Handeln die Titelgestalten von «Holländer» und «Tannhäuser» noch in eigenem Interesse und suchen die Erlösung für sich selbst, so wird der Siegfried in Richard Wagners Opus Magnum «Der Ring des Nibelungen» diesen Egoismus überwinden. Er ist einer sein, der sich, wie Martin Geck in seiner Wagner-Biographie schreibt, «in seiner ganzen Lebens- und Liebesfülle verströmt und auch den Tod nicht fürchten muss, da er der Welt zuvor alles gegeben hat».
Aber welchen Einfluss hat ein Opernbesuch auf unser Leben? Was nehmen wir mit, wenn Siegfried sich für uns «verströmt» hat? Vielleicht nichts weiter als ein paar schöne Töne, die herrliche Schlussmusik, wenn Brünnhilde mit ihrem Pferd in den Scheiterhaufen springt und so Siegfrieds Totenfeuer zum Weltenbrand ausweitet.

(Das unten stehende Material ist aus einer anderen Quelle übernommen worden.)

impl<T: NandTransport> Mtd for MtdDevice<T> {
    fn info(&self) -> MtdInfo {
        MtdInfo {
            size: self.chip.size(),
            erasesize: self.chip.erasesize,
            writesize: self.chip.writesize,
            oobsize: self.chip.oobsize,
            oobavail: self.chip.oobavail(),
            numchips: self.chip.numchips,
        }
    }

    fn read(&mut self, from: u64, buf: &mut [u8]) -> Result<(usize, ReadStatus)> {
        self.chip.read(from, buf)
    }

    fn write(&mut self, to: u64, buf: &[u8]) -> Result<usize> {
        self.chip.write(to, buf)
    }

    fn erase(&mut self, instr: &mut EraseInfo) -> Result<()> {
        let Self { chip, bbt } = self;
        let bbt = bbt.as_ref();
        chip.erase_range(instr, false, |chip, ofs, allow_bbt| {
            Self::isbad(chip, bbt, ofs, allow_bbt)
        })
    }

    fn read_oob(&mut self, from: u64, ops: &mut MtdOobOps<&mut [u8]>) -> Result<ReadStatus> {
        self.chip.read_oob(from, ops)
    }

    fn write_oob(&mut self, to: u64, ops: &mut MtdOobOps<&[u8]>) -> Result<()> {
        self.chip.write_oob(to, ops)
    }

    fn block_isbad(&mut self, ofs: u64) -> Result<bool> {
        self.check_block(ofs)?;
        Self::isbad(&mut self.chip, self.bbt.as_ref(), ofs, false)
    }

    /// Mark a block bad in the table and on the block itself. Marking a block that is already bad
    /// changes nothing.
    fn block_markbad(&mut self, ofs: u64) -> Result<()> {
        self.check_block(ofs)?;
        if self.block_isbad(ofs)? {
            debug!("block at {ofs:#x} is already bad");
            return Ok(());
        }

        let block = self.block_of(ofs);
        let flash_bbt = self.chip.options.contains(ChipOptions::USE_FLASH_BBT);
        if let Some(bbt) = self.bbt.as_mut() {
            bbt.mark_worn(block);
        }

        let marked = self.chip.write_bad_marker(ofs);
        match (&marked, flash_bbt) {
            (Err(e), true) => warn!("could not write bad block marker at {ofs:#x}: {e}"),
            (Err(_), false) => return marked,
            _ => {}
        }

        if let (Some(bbt), true) = (self.bbt.as_mut(), flash_bbt) {
            bbt.update(&mut self.chip, ofs)?;
        }

        self.chip.ecc_stats.badblocks += 1;
        info!("block {block} marked bad");
        Ok(())
    }

    fn sync(&mut self) -> Result<()> {
        self.chip.sync()
    }
}
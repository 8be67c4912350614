//! A NAND chip as the generic layer sees it: geometry, command sequencing, identification, and
//! the page-level building blocks the I/O paths are made of.

use bitflags::bitflags;
use log::{debug, error, info, trace, warn};

use super::ecc::{EccCtrl, EccLayout, EccMode, EccStats};
use super::ids::{self, NandDeviceInfo};
use super::{CtrlFlags, NandCommand, NandStatus, NandTransport};
use crate::error::{NandError, Result};
use crate::platform::Delay;
use crate::util::PageUtil;

use std::ops::Range;

/// Pages up to this size use small-page addressing
pub const SMALL_PAGE_SIZE: usize = 512;

/// STATUS poll limits, in milliseconds
const PROGRAM_TIMEOUT_MS: u64 = 20;
const ERASE_TIMEOUT_MS: u64 = 400;
const READY_TIMEOUT_MS: u64 = 400;

bitflags! {
    #[derive(Debug, Clone, Copy, PartialEq, Eq, Default)]
    pub struct ChipOptions: u32 {
        const BUSWIDTH_16 = 0x0002;
        /// No ready/busy wait is needed between pages of a read
        const NO_READRDY = 0x0100;
        /// Partial-page programs are not allowed
        const NO_SUBPAGE_WRITE = 0x0200;
        /// The bad block table is kept on flash
        const USE_FLASH_BBT = 0x10000;
    }
}

/// What the chip is currently doing. Only one operation can own the chip at a time.
#[derive(Debug, Clone, Copy, PartialEq, Eq, Default)]
pub enum ChipState {
    #[default]
    Ready,
    Reading,
    Writing,
    Erasing,
    Syncing,
    Suspended,
}

/// One or more identical NAND dies behind a transport
pub struct NandChip<T> {
    pub(crate) io: T,
    pub(crate) delay: Box<dyn Delay>,
    pub options: ChipOptions,

    pub page_shift: u32,
    /// Mask of the page number within one chip
    pub page_mask: u32,
    pub phys_erase_shift: u32,
    pub bbt_erase_shift: u32,
    pub chip_shift: u32,
    pub numchips: usize,
    pub chipsize: u64,
    pub writesize: usize,
    pub oobsize: usize,
    pub erasesize: u32,
    pub badblockpos: usize,

    pub ecc: EccCtrl,
    pub ecc_stats: EccStats,
    pub state: ChipState,
    /// Page currently held in the data scratch buffer
    pub pagebuf: Option<u32>,
    pub(crate) databuf: Vec<u8>,
    pub(crate) oob_poi: Vec<u8>,
    pub chip_delay_us: u32,

    pub device: Option<&'static NandDeviceInfo>,
    pub id: [u8; 4],
}
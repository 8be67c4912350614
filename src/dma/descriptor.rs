//! APBH DMA command descriptors and the arena that owns them

use super::memory::DmaSlice;
use crate::error::{NandError, Result};

use bitfield::bitfield;
use bitflags::bitflags;

/// Maximum number of PIO words a descriptor can carry
pub const MAX_PIO_WORDS: usize = 15;

/// What the channel does with the descriptor's buffer
#[derive(Debug, Clone, Copy, PartialEq, Eq)]
#[repr(u8)]
pub enum DmaCommand {
    /// Only write PIO words (and wait, if asked)
    NoTransfer = 0,
    /// Move bytes from the device into memory
    Write = 1,
    /// Move bytes from memory to the device
    Read = 2,
    /// Branch on device sense
    Sense = 3,
}

impl From<u8> for DmaCommand {
    fn from(value: u8) -> Self {
        match value & 3 {
            0 => DmaCommand::NoTransfer,
            1 => DmaCommand::Write,
            2 => DmaCommand::Read,
            _ => DmaCommand::Sense,
        }
    }
}

bitfield! {
    /// The hardware command word at the head of every descriptor
    #[derive(Clone, Copy, PartialEq, Eq, Default)]
    pub struct DmaCommandWord(u32);
    impl Debug;
    pub u8, command_bits, set_command_bits: 1, 0;
    pub chain, set_chain: 2;
    pub irq, set_irq: 3;
    pub nand_lock, set_nand_lock: 4;
    pub nand_wait4ready, set_nand_wait4ready: 5;
    pub dec_sem, set_dec_sem: 6;
    pub wait4endcmd, set_wait4endcmd: 7;
    pub halt_on_terminate, set_halt_on_terminate: 8;
    pub u8, pio_words, set_pio_words: 15, 12;
    pub u16, xfer_count, set_xfer_count: 31, 16;
}

impl DmaCommandWord {
    pub fn command(&self) -> DmaCommand {
        self.command_bits().into()
    }

    pub fn set_command(&mut self, cmd: DmaCommand) {
        self.set_command_bits(cmd as u8);
    }
}

bitflags! {
    /// Driver-side bookkeeping, never seen by the hardware
    #[derive(Debug, Clone, Copy, PartialEq, Eq, Default)]
    pub struct DescFlags: u8 {
        /// Fully built and allowed to be appended to a channel
        const READY = 0b001;
        /// First descriptor of a chain
        const FIRST = 0b010;
        /// Last descriptor of a chain
        const LAST = 0b100;
    }
}

/// Index of a descriptor slot in a [DescArena]
#[derive(Debug, Clone, Copy, PartialEq, Eq, Hash)]
pub struct DescId(pub(crate) usize);

/// Where the channel goes after a descriptor
#[derive(Debug, Clone, Copy, PartialEq, Eq, Default)]
pub enum DescLink {
    Next(DescId),
    /// End of the chain
    #[default]
    Terminal,
}

/// One command for a DMA channel
#[derive(Debug, Clone, Default)]
pub struct DmaDescriptor {
    pub cmd: DmaCommandWord,
    pub buffer: Option<DmaSlice>,
    pub link: DescLink,
    pio: [u32; MAX_PIO_WORDS],
    pub flags: DescFlags,
}

impl DmaDescriptor {
    /// Clear everything, leaving an unarmed descriptor
    pub fn clear(&mut self) {
        *self = Self::default();
    }

    /// Load the PIO words the channel writes to the device before the transfer
    pub fn set_pio(&mut self, words: &[u32]) {
        assert!(words.len() <= MAX_PIO_WORDS, "too many PIO words");
        self.pio[..words.len()].copy_from_slice(words);
        self.cmd.set_pio_words(words.len() as u8);
    }

    pub fn pio(&self) -> &[u32] {
        &self.pio[..self.cmd.pio_words() as usize]
    }

    /// Attach a memory buffer and set the transfer count to its length
    pub fn set_buffer(&mut self, buffer: DmaSlice) {
        self.cmd.set_xfer_count(buffer.len as u16);
        self.buffer = Some(buffer);
    }

    pub fn is_ready(&self) -> bool {
        self.flags.contains(DescFlags::READY)
    }
}

/// Fixed-capacity storage for descriptors
#[derive(Debug)]
pub struct DescArena {
    slots: Vec<DmaDescriptor>,
    in_use: Vec<bool>,
}

impl DescArena {
    pub fn new(capacity: usize) -> Self {
        Self {
            slots: vec![DmaDescriptor::default(); capacity],
            in_use: vec![false; capacity],
        }
    }

    pub fn alloc(&mut self) -> Result<DescId> {
        let index = self
            .in_use
            .iter()
            .position(|used| !used)
            .ok_or(NandError::NoMemory)?;
        self.in_use[index] = true;
        self.slots[index].clear();
        Ok(DescId(index))
    }

    pub fn free(&mut self, id: DescId) {
        if let Some(used) = self.in_use.get_mut(id.0) {
            *used = false;
        }
    }

    pub fn get(&self, id: DescId) -> Result<&DmaDescriptor> {
        match self.in_use.get(id.0) {
            Some(true) => Ok(&self.slots[id.0]),
            _ => Err(NandError::InvalidArgument),
        }
    }

    pub fn get_mut(&mut self, id: DescId) -> Result<&mut DmaDescriptor> {
        match self.in_use.get(id.0) {
            Some(true) => Ok(&mut self.slots[id.0]),
            _ => Err(NandError::InvalidArgument),
        }
    }

    pub fn available(&self) -> usize {
        self.in_use.iter().filter(|used| !**used).count()
    }
}

#[test]
fn test_command_word_layout() {
    let mut word = DmaCommandWord::default();
    word.set_command(DmaCommand::Read);
    word.set_chain(true);
    word.set_dec_sem(true);
    word.set_pio_words(3);
    word.set_xfer_count(0x1234);
    assert_eq!(word.0, 0x1234_3046);
    assert_eq!(word.command(), DmaCommand::Read);
}

#[test]
fn test_arena_exhaustion() -> anyhow::Result<()> {
    let mut arena = DescArena::new(2);
    let a = arena.alloc()?;
    let b = arena.alloc()?;
    assert_ne!(a, b);
    assert_eq!(arena.alloc(), Err(NandError::NoMemory));
    arena.free(a);
    assert_eq!(arena.available(), 1);
    assert_eq!(arena.alloc()?, a);
    assert!(arena.get(DescId(7)).is_err());
    Ok(())
}

#[test]
fn test_pio_words() {
    let mut desc = DmaDescriptor::default();
    desc.set_pio(&[1, 2, 3]);
    assert_eq!(desc.pio(), &[1, 2, 3]);
    assert_eq!(desc.cmd.pio_words(), 3);
}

Leitmotive aus der Zukunft
Unser Lebenskonzept aber ist darauf angelegt, jenseits momentaner Befriedigung eine längerfristige Perspektive einzunehmen. Und da sind wir bei Wagner richtig. Denn er spielt dem Hörer voraus- und rückblickend Ahnungen und Erinnerungen zu – in der Gestalt von Leitmotiven. Es sind sozusagen musikalische Gestalten, geknüpft an bestimmte Figuren und Motive, die an vergangene Szenen erinnern, an im Hintergrund wirkende Gestalten oder an kommende Ereignisse. Und mit dieser Technik gelingt es Wagner, Vergangenes und Zukünftiges mit der Gegenwart zu verknüpfen.